In the early 20th century an English collector of traditional songs and dances named Cecil Sharp published a book called “The English Folk Song: Some Conclusions.” Sharp, who about a decade later would also become the first serious collector of Appalachian music, made an impassioned plea in this book aimed at those who sought to perform the tunes he had collected.

He pointed out that quite a number of these tunes were not connected with the major and minor scales that had dominated both European classical and popular music for the previous few centuries. Instead these tunes followed older musical scales, or modes, and that consequently they were governed by different rules of tune organization and harmony.

Sharp then identified the scales he felt were actually in use among the folk tunes he collected, namely a set of diatonic scales often referred to as the “Church Modes” (you get a diatonic scale by starting on any white key of the piano and going up the white keys in sequence for a distance of one octave). These Church Modes have since become household names among folk-music aficionados: Ionian, Dorian, Phrygian, Lydian, Mixolydian, Aeolian, and Locrian.

Sharp argued persuasively that new performers of collected tunes should not change the melodies to conform to rules that apply to major and minor scales, and that they should also avoid applying to those tunes conventional harmony progressions from the major and minor world. All these were excellent points, and added considerably to the ability of later generations to understand and appreciate what British, Irish, and North American traditional music was all about.

The problem was that Sharp’s argument didn’t go far enough, and he in fact substituted a new set of unrealistic constructs for the old one.
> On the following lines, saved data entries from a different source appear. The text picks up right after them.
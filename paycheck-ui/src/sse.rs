//! Server-Sent Events stream of pipeline events.

use std::convert::Infallible;
use std::time::Duration;

use axum::extract::State;
use axum::response::sse::{Event, KeepAlive, Sse};
use futures::stream::Stream;
use paycheck::simulator::PipelineEvent;
use tokio::sync::broadcast;
use tracing::warn;

use crate::state::AppState;

/// SSE endpoint handler.
pub async fn events_handler(
    State(state): State<AppState>,
) -> Sse<impl Stream<Item = Result<Event, Infallible>>> {
    Sse::new(pipeline_stream(state.event_tx.subscribe())).keep_alive(
        KeepAlive::new()
            .interval(Duration::from_secs(15))
            .text("ping"),
    )
}

fn pipeline_stream(
    mut rx: broadcast::Receiver<PipelineEvent>,
) -> impl Stream<Item = Result<Event, Infallible>> {
    async_stream::stream! {
        yield Ok(Event::default().event("connected").data("{}"));

        loop {
            match rx.recv().await {
                Ok(event) => {
                    if let Ok(json) = serde_json::to_string(&event) {
                        yield Ok(Event::default().event("pipeline").data(json));
                    }
                }
                Err(broadcast::error::RecvError::Lagged(n)) => {
                    warn!(skipped = n, "SSE client lagged, some events dropped");
                }
                Err(broadcast::error::RecvError::Closed) => {
                    break;
                }
            }
        }
    }
}
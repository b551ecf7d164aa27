//! Deterministic, pure logic shared by the intake wizard and the check pipeline.
//!
//! Core modules must be free of I/O side effects and timers. They operate on
//! in-memory data structures and return deterministic outputs suitable for tests.

pub mod invariants;
pub mod pipeline;
pub mod types;
pub mod wizard;
pub mod wizard_data;
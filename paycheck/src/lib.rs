//! Pay-check intake wizard with a simulated agent pipeline.
//!
//! A five-step wizard collects employment details and documents, runs a
//! timer-driven simulation of nine analysis agents, and shows the result. The
//! architecture enforces a strict separation:
//!
//! - **[`core`]**: Pure, deterministic logic (wizard navigation, stage state
//!   machine, invariants). No I/O, no clocks.
//! - **[`io`]**: Side-effecting operations (config, seed, report files).
//! - **[`simulator`]**: The tokio task that drives the pipeline on timers.
//!
//! [`session`] ties the wizard to the simulator; [`views`] is the CLI front end.

pub mod core;
pub mod exit_codes;
pub mod io;
pub mod logging;
pub mod session;
pub mod simulator;
#[cfg(any(test, feature = "test-support"))]
pub mod test_support;
pub mod views;
//! Paycheck UI server - web interface for starting and watching check pipelines.

mod routes;
mod sse;
mod state;

use std::net::SocketAddr;
use std::path::PathBuf;

use axum::Router;
use axum::routing::get;
use clap::Parser;
use tower_http::cors::{Any, CorsLayer};
use tracing::info;

use crate::state::AppState;

#[derive(Parser)]
#[command(name = "paycheck-ui")]
#[command(about = "Web API for starting, watching and cancelling pay check pipelines")]
struct Args {
    /// Address to bind the server to
    #[arg(long, default_value = "127.0.0.1")]
    bind: String,

    /// Port to listen on
    #[arg(long, default_value = "3001")]
    port: u16,

    /// Project directory (contains .paycheck/)
    #[arg(long, default_value = ".")]
    project_dir: PathBuf,
}

#[tokio::main]
async fn main() -> anyhow::Result<()> {
    tracing_subscriber::fmt()
        .with_env_filter(
            tracing_subscriber::EnvFilter::from_default_env()
                .add_directive("paycheck_ui=info".parse()?),
        )
        .init();

    let args = Args::parse();

    let project_dir = args.project_dir.canonicalize().unwrap_or(args.project_dir);
    info!(project_dir = %project_dir.display(), "starting paycheck-ui");

    let state = AppState::new(project_dir);

    let cors = CorsLayer::new()
        .allow_origin(Any)
        .allow_methods(Any)
        .allow_headers(Any);

    let app = Router::new()
        .nest("/api", routes::api_router())
        .route("/events", get(sse::events_handler))
        .layer(cors)
        .with_state(state);

    let addr: SocketAddr = format!("{}:{}", args.bind, args.port).parse()?;
    info!(addr = %addr, "listening");

    let listener = tokio::net::TcpListener::bind(addr).await?;
    axum::serve(listener, app).await?;

    Ok(())
}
Although the Dorian and Mixolydian scales, for example, described the melodies of some folk tunes far better than had the labels “major” or “minor,” this still only represented part of the story.
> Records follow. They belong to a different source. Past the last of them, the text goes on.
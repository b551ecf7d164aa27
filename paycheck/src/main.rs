//! Pay-check intake wizard.
//!
//! `paycheck run` walks the five wizard steps from `.paycheck/seed.json`, runs
//! the simulated agent pipeline on the configured timers, and writes the final
//! form data and a Markdown report under `.paycheck/`.

use std::path::{Path, PathBuf};

use anyhow::{Context, Result};
use clap::{Parser, Subcommand};
use tracing::{debug, info};

use paycheck::exit_codes;
use paycheck::io::config::load_config;
use paycheck::io::init::{InitOptions, PaycheckPaths, init_paycheck};
use paycheck::io::report::{render_report, write_outputs};
use paycheck::io::seed::load_seed;
use paycheck::logging;
use paycheck::session::{IntakeSession, SessionEnd};
use paycheck::views::{CliAnswers, CliView};

#[derive(Parser, Debug)]
#[command(
    name = "paycheck",
    version,
    about = "Pay-check intake wizard with a simulated agent pipeline"
)]
struct Cli {
    #[command(subcommand)]
    command: Command,
}

#[derive(Subcommand, Debug)]
enum Command {
    /// Create `.paycheck/` with the default config, demo seed and schema.
    Init {
        /// Overwrite existing files.
        #[arg(short, long)]
        force: bool,
    },
    /// Check config and seed (schema + semantic checks).
    Validate,
    /// Walk the wizard and run the simulated check.
    Run {
        /// Employment contract to attach on the upload step.
        #[arg(long)]
        contract: Option<PathBuf>,
        /// Roster or timesheet to attach on the upload step.
        #[arg(long)]
        worksheet: Option<PathBuf>,
        /// Payslip to attach on the upload step.
        #[arg(long)]
        payslip: Option<PathBuf>,
        /// Override the seed's role title on the meta details step.
        #[arg(long)]
        role_title: Option<String>,
        /// Fail the check when the named stage starts running.
        #[arg(long, value_name = "STAGE")]
        fail_at: Option<String>,
        /// Suppress step headers and progress lines.
        #[arg(short, long)]
        quiet: bool,
    },
}

fn main() {
    logging::init();
    match run() {
        Ok(code) => std::process::exit(code),
        Err(err) => {
            eprintln!("{:#}", err);
            std::process::exit(exit_codes::INVALID);
        }
    }
}

fn run() -> Result<i32> {
    let cli = Cli::parse();
    let root = Path::new(".");
    match cli.command {
        Command::Init { force } => {
            let paths = init_paycheck(root, &InitOptions { force })?;
            info!(dir = %paths.paycheck_dir.display(), "initialized");
            Ok(exit_codes::OK)
        }
        Command::Validate => {
            let paths = PaycheckPaths::new(root);
            load_config(&paths.config_path)?;
            load_seed(&paths.schema_path, &paths.seed_path)?;
            Ok(exit_codes::OK)
        }
        Command::Run {
            contract,
            worksheet,
            payslip,
            role_title,
            fail_at,
            quiet,
        } => {
            let answers = CliAnswers {
                role_title,
                contract,
                worksheet,
                payslip,
                fail_at,
            };
            cmd_run(root, answers, quiet)
        }
    }
}

fn cmd_run(root: &Path, answers: CliAnswers, quiet: bool) -> Result<i32> {
    let paths = PaycheckPaths::new(root);
    let config = load_config(&paths.config_path)?;
    let seed = load_seed(&paths.schema_path, &paths.seed_path)
        .context("load seed (run `paycheck init` first)")?;

    let runtime = tokio::runtime::Builder::new_current_thread()
        .enable_time()
        .build()
        .context("build tokio runtime")?;
    let mut view = CliView::new(answers, quiet);
    let end = runtime.block_on(IntakeSession::new(seed, config).run(&mut view))?;
    debug!(end = ?end, "session ended");

    write_outputs(&paths.result_path, &paths.report_path, end.data())?;
    let code = match &end {
        SessionEnd::Finished(data) => {
            if !quiet {
                println!("{}", render_report(data)?);
            }
            exit_codes::OK
        }
        SessionEnd::Cancelled { step, .. } => {
            eprintln!("check cancelled at {}", step.header());
            exit_codes::CANCELLED
        }
        SessionEnd::CheckFailed { failure, .. } => {
            eprintln!("check failed: {}: {}", failure.stage, failure.reason);
            exit_codes::CHECK_FAILED
        }
    };
    Ok(code)
}
//! Pipeline invariants.
//!
//! - Stage names are non-empty and unique.
//! - Progress is within `[0, 100]`: 0 while pending, 100 once done.
//! - At most one stage is running, and never alongside a failed stage.

use std::collections::HashSet;

use crate::core::pipeline::{AgentStage, Pipeline};
use crate::core::types::{StageDefinition, StageStatus};

/// Check a stage list before it becomes a pipeline.
///
/// Returns stable error messages (empty on success).
pub fn validate_stage_definitions(definitions: &[StageDefinition]) -> Vec<String> {
    let mut errors = Vec::new();
    if definitions.is_empty() {
        errors.push("pipeline must have at least one stage".to_string());
    }
    check_names(definitions.iter().map(|d| d.name.as_str()), &mut errors);
    errors
}

/// Check per-stage status/progress consistency and the single-runner rule.
pub fn validate_stages(stages: &[AgentStage]) -> Vec<String> {
    let mut errors = Vec::new();
    if stages.is_empty() {
        errors.push("pipeline must have at least one stage".to_string());
    }
    check_names(stages.iter().map(|s| s.name.as_str()), &mut errors);

    for stage in stages {
        if stage.progress > 100 {
            errors.push(format!(
                "stage '{}': progress {} exceeds 100",
                stage.name, stage.progress
            ));
        }
        match stage.status {
            StageStatus::Pending if stage.progress != 0 => errors.push(format!(
                "stage '{}': pending stage must have progress 0 (got {})",
                stage.name, stage.progress
            )),
            StageStatus::Done if stage.progress != 100 => errors.push(format!(
                "stage '{}': done stage must have progress 100 (got {})",
                stage.name, stage.progress
            )),
            _ => {}
        }
    }

    let running = count(stages, StageStatus::Running);
    if running > 1 {
        errors.push(format!(
            "at most one stage may be running (found {})",
            running
        ));
    }
    if running > 0 && count(stages, StageStatus::Failed) > 0 {
        errors.push("no stage may run after a stage has failed".to_string());
    }
    errors
}

/// Full check of a built pipeline, including its running index.
pub fn validate_pipeline_invariants(pipeline: &Pipeline) -> Vec<String> {
    let stages = pipeline.stages();
    let mut errors = validate_stages(stages);

    let actual = stages
        .iter()
        .position(|stage| stage.status == StageStatus::Running);
    if actual != pipeline.running_index() {
        errors.push(format!(
            "running index {:?} does not match running stage {:?}",
            pipeline.running_index(),
            actual
        ));
    }
    if pipeline.is_halted() != (count(stages, StageStatus::Failed) > 0) {
        errors.push("halt state does not match failed stages".to_string());
    }
    errors
}

fn check_names<'a>(names: impl Iterator<Item = &'a str>, errors: &mut Vec<String>) {
    let mut seen = HashSet::new();
    for (index, name) in names.enumerate() {
        if name.trim().is_empty() {
            errors.push(format!("stage {}: name must not be empty", index));
        } else if !seen.insert(name) {
            errors.push(format!("duplicate stage name '{}'", name));
        }
    }
}

fn count(stages: &[AgentStage], status: StageStatus) -> usize {
    stages.iter().filter(|stage| stage.status == status).count()
}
Many folk tunes, for example, are made up of pentatonic or fundamentally pentatonic scales (you get a pentatonic, or 5-note scale by starting on any black key of the piano and going up the black keys in sequence till you reach the same note an octave up). Given that pentatonic scales have only five tones, they cannot be definitively assigned to any one Church mode. For example, the difference between the Ionian and Mixolydian modes in G is whether the seventh tone of the scale is F# or F-natural. Where then do you put a pentatonic tune in G that has no F in it of any kind?

Alternatively, there are many, many folk tunes that feature multiple “inflections” for a given pitch. For example, there are tunes in G that feature both F#’s and F-naturals at the seventh tone of the scale, and tunes in A that have both C#’s and C-naturals at the third tone. Again, the difference between the Ionian and Mixolydian G-modes is whether the seventh tone is F# or F-natural. In that case, where do you put a tune in G that has both these pitches? In the key of A, the difference between the Dorian and Mixolydian modes is whether the third tone of the scale is C-natural or C#. Where then do you put a tune in A in which both tones are present?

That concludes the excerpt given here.